Wellspring —> Journals —> Ideas —> 3 — Gap1 Intro and Context (Sub Page)
Howdy Y'all,
First some introduction - in the spiritual sense.
From the Orkut days (that's school for a 1983 born), I've identified as spiritual not religious and fancied myself an anonymous monotheist for sometime - albeit with the body of a Muslim (that's the religion of my father), the mind of a Hindu (my mother's religion) and heart of a Christian (I was first drawn to Christ through the hymns we used to sing in '95 / '96, later the musical JCSS and the Philip Pullman Book *1 as an adult)
1 - https://en.wikipedia.org/wiki/The_Good_Man_Jesus_and_the_Scoundrel_Christ
I was always wary of dogma, something I inherited from my mother's side and this can be seen as far back as this 2005 essay / appeal *2
2 - https://imran.yieldmore.org/religious-appeal/
Fast forward to 2013, when I had time to put Pirsig's Static vs Dynamic Quality into perspective and the acceptance that if religion had made the "devout people I knew better persons for their faith", I wrote this about Islam * 3 and 5 years later - realized I was a pluralist - how can any path but lead us back to the universal cosmic love...

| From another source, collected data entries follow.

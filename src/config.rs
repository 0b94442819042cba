use std::fmt;
use std::path::PathBuf;
use std::str::FromStr;
use std::time::Duration;

use crate::error::StorageResult;
use crate::storage::LocalStore;

pub const KEY_SUPABASE_URL: &str = "supabase_url";
pub const KEY_SUPABASE_KEY: &str = "supabase_key";
pub const KEY_WRITE_POLICY: &str = "write_policy";
pub const KEY_REQUEST_TIMEOUT: &str = "request_timeout_secs";

pub const KNOWN_KEYS: [&str; 4] = [
    KEY_SUPABASE_URL,
    KEY_SUPABASE_KEY,
    KEY_WRITE_POLICY,
    KEY_REQUEST_TIMEOUT,
];

const URL_ENV: [&str; 2] = ["SUPABASE_URL", "NEXT_PUBLIC_SUPABASE_URL"];
const KEY_ENV: [&str; 2] = ["SUPABASE_ANON_KEY", "NEXT_PUBLIC_SUPABASE_ANON_KEY"];
const DB_ENV: &str = "OPSDESK_DB";
const DEFAULT_TIMEOUT_SECS: u64 = 10;

/// What happens to a write the remote backend rejected.
#[derive(Debug, Clone, Copy, PartialEq, Eq, Default)]
pub enum WritePolicy {
    /// Report the failure and change nothing.
    Strict,
    /// Report the failure, apply the write locally and journal it in the outbox.
    #[default]
    LocalFallback,
}

impl fmt::Display for WritePolicy {
    fn fmt(&self, f: &mut fmt::Formatter<'_>) -> fmt::Result {
        match self {
            WritePolicy::Strict => f.write_str("strict"),
            WritePolicy::LocalFallback => f.write_str("fallback"),
        }
    }
}

impl FromStr for WritePolicy {
    type Err = String;

    fn from_str(s: &str) -> Result<Self, Self::Err> {
        match s.trim().to_lowercase().as_str() {
            "strict" => Ok(WritePolicy::Strict),
            "fallback" | "local" => Ok(WritePolicy::LocalFallback),
            other => Err(format!(
                "invalid write policy '{}', expected strict or fallback",
                other
            )),
        }
    }
}

/// Settings resolved once at startup.
#[derive(Debug, Clone)]
pub struct Settings {
    pub supabase_url: Option<String>,
    pub supabase_key: Option<String>,
    pub force_local: bool,
    pub write_policy: WritePolicy,
    pub request_timeout: Duration,
}

impl Default for Settings {
    fn default() -> Self {
        Settings {
            supabase_url: None,
            supabase_key: None,
            force_local: false,
            write_policy: WritePolicy::default(),
            request_timeout: Duration::from_secs(DEFAULT_TIMEOUT_SECS),
        }
    }
}

/// Path of the local store: `--db`, then `OPSDESK_DB`, then `~/.opsdesk.db`.
pub fn db_path(flag: Option<PathBuf>) -> PathBuf {
    flag.or_else(|| std::env::var(DB_ENV).ok().map(PathBuf::from))
        .unwrap_or_else(LocalStore::default_path)
}

fn first_env(names: &[&str]) -> Option<String> {
    names
        .iter()
        .filter_map(|name| std::env::var(name).ok())
        .map(|value| value.trim().to_string())
        .find(|value| !value.is_empty())
}

impl Settings {
    /// Environment (already seeded from `.env.local` / `.env`) wins over the
    /// `configs` table of the local store.
    pub fn resolve(store: &LocalStore, force_local: bool) -> StorageResult<Self> {
        let env_url = first_env(&URL_ENV);
        let env_key = first_env(&KEY_ENV);
        Self::from_sources(store, env_url, env_key, force_local)
    }

    fn from_sources(
        store: &LocalStore,
        env_url: Option<String>,
        env_key: Option<String>,
        force_local: bool,
    ) -> StorageResult<Self> {
        let supabase_url = match env_url {
            Some(url) => Some(url),
            None => store.get_config(KEY_SUPABASE_URL)?,
        };
        let supabase_key = match env_key {
            Some(key) => Some(key),
            None => store.get_config(KEY_SUPABASE_KEY)?,
        };

        let write_policy = match store.get_config(KEY_WRITE_POLICY)? {
            Some(raw) => raw.parse().unwrap_or_else(|e| {
                log::warn!("{}; using {}", e, WritePolicy::default());
                WritePolicy::default()
            }),
            None => WritePolicy::default(),
        };

        let timeout_secs = match store.get_config(KEY_REQUEST_TIMEOUT)? {
            Some(raw) => raw.trim().parse().unwrap_or_else(|_| {
                log::warn!(
                    "invalid {} '{}'; using {}s",
                    KEY_REQUEST_TIMEOUT,
                    raw,
                    DEFAULT_TIMEOUT_SECS
                );
                DEFAULT_TIMEOUT_SECS
            }),
            None => DEFAULT_TIMEOUT_SECS,
        };

        Ok(Settings {
            supabase_url,
            supabase_key,
            force_local,
            write_policy,
            request_timeout: Duration::from_secs(timeout_secs),
        })
    }
}

/// Rejects values `set` would store but `resolve` could not use.
pub fn validate_value(key: &str, value: &str) -> Result<(), String> {
    match key {
        KEY_WRITE_POLICY => value.parse::<WritePolicy>().map(|_| ()),
        KEY_REQUEST_TIMEOUT => value
            .trim()
            .parse::<u64>()
            .map(|_| ())
            .map_err(|_| format!("{} must be a whole number of seconds", key)),
        KEY_SUPABASE_URL | KEY_SUPABASE_KEY => Ok(()),
        other => Err(format!(
            "unknown config key '{}', known keys: {}",
            other,
            KNOWN_KEYS.join(", ")
        )),
    }
}

/// Hides all but the first characters of a credential.
pub fn mask(value: &str) -> String {
    let visible: String = value.chars().take(8).collect();
    if value.chars().count() > 8 {
        format!("{}...", visible)
    } else {
        visible
    }
}

#[cfg(test)]
mod tests {
    use super::*;

    #[test]
    fn environment_wins_over_stored_config() {
        let store = LocalStore::open_in_memory().unwrap();
        store.set_config(KEY_SUPABASE_URL, "https://stored.supabase.co").unwrap();
        store.set_config(KEY_SUPABASE_KEY, "stored-key").unwrap();

        let settings = Settings::from_sources(
            &store,
            Some("https://env.supabase.co".to_string()),
            None,
            false,
        )
        .unwrap();

        assert_eq!(settings.supabase_url.as_deref(), Some("https://env.supabase.co"));
        assert_eq!(settings.supabase_key.as_deref(), Some("stored-key"));
    }

    #[test]
    fn bad_stored_values_fall_back_to_defaults() {
        let store = LocalStore::open_in_memory().unwrap();
        store.set_config(KEY_WRITE_POLICY, "sometimes").unwrap();
        store.set_config(KEY_REQUEST_TIMEOUT, "soon").unwrap();

        let settings = Settings::from_sources(&store, None, None, true).unwrap();
        assert_eq!(settings.write_policy, WritePolicy::LocalFallback);
        assert_eq!(settings.request_timeout, Duration::from_secs(DEFAULT_TIMEOUT_SECS));
        assert!(settings.force_local);
    }

    #[test]
    fn strict_policy_is_read_from_store() {
        let store = LocalStore::open_in_memory().unwrap();
        store.set_config(KEY_WRITE_POLICY, "strict").unwrap();
        let settings = Settings::from_sources(&store, None, None, false).unwrap();
        assert_eq!(settings.write_policy, WritePolicy::Strict);
    }

    #[test]
    fn validate_value_rejects_unknown_keys() {
        assert!(validate_value("write_policy", "strict").is_ok());
        assert!(validate_value("request_timeout_secs", "abc").is_err());
        assert!(validate_value("theme", "dark").is_err());
    }

    #[test]
    fn mask_keeps_prefix_only() {
        assert_eq!(mask("eyJhbGciOiJIUzI1NiJ9"), "eyJhbGci...");
        assert_eq!(mask("short"), "short");
    }
}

3 - https://imran.yieldmore.org/islam/
Even science is beginning to think there must be a consciousness pervading the universe, a potential that manifests in creation as kinetic.
If these poles exist, they would be what #OldIndicWisdom (I no longer use the term "Hindu") calls the Purusha and Prakriti (Witness and Nature)
Problem is - the word "God" in the Abrahamic faiths, refers to only 1 thing - The Cosmic Origin seen as a Patriarchal Lawmaker and Judge. Whereas on this subcontinent, we use it at 5 distinct levels *4.
- 4 - https://imran.yieldmore.org/god-in-india/
I'll leave it to Shashi Tharoor *5 to make a point for it.
- 5 - https://www.youtube.com/watch?v=330hPz8iLi4
I do run an Institute for the Development of Effective Applications of Spirituality - which for now is a bunch of gleanings and ponderings scattered across a number of pages and articles. More on that later.
Thanks Lee Wimberly for so warmly letting me in. As a pluralist my tendency is to take the opposite tack to the other person :) - that comes from the deep-rooted understanding that "All roads lead to Rome," and that notion that a spiritual democracy means hearing the "other guy" shout at the top of his lungs - the exact opposite as you would (paraphrasing Michael Douglas at the end of "The American President".
Happy to update / edit any of my articles to include your comments and my replies to those, or to rewrite if a revised / fresher perspective has happened since my writing of those.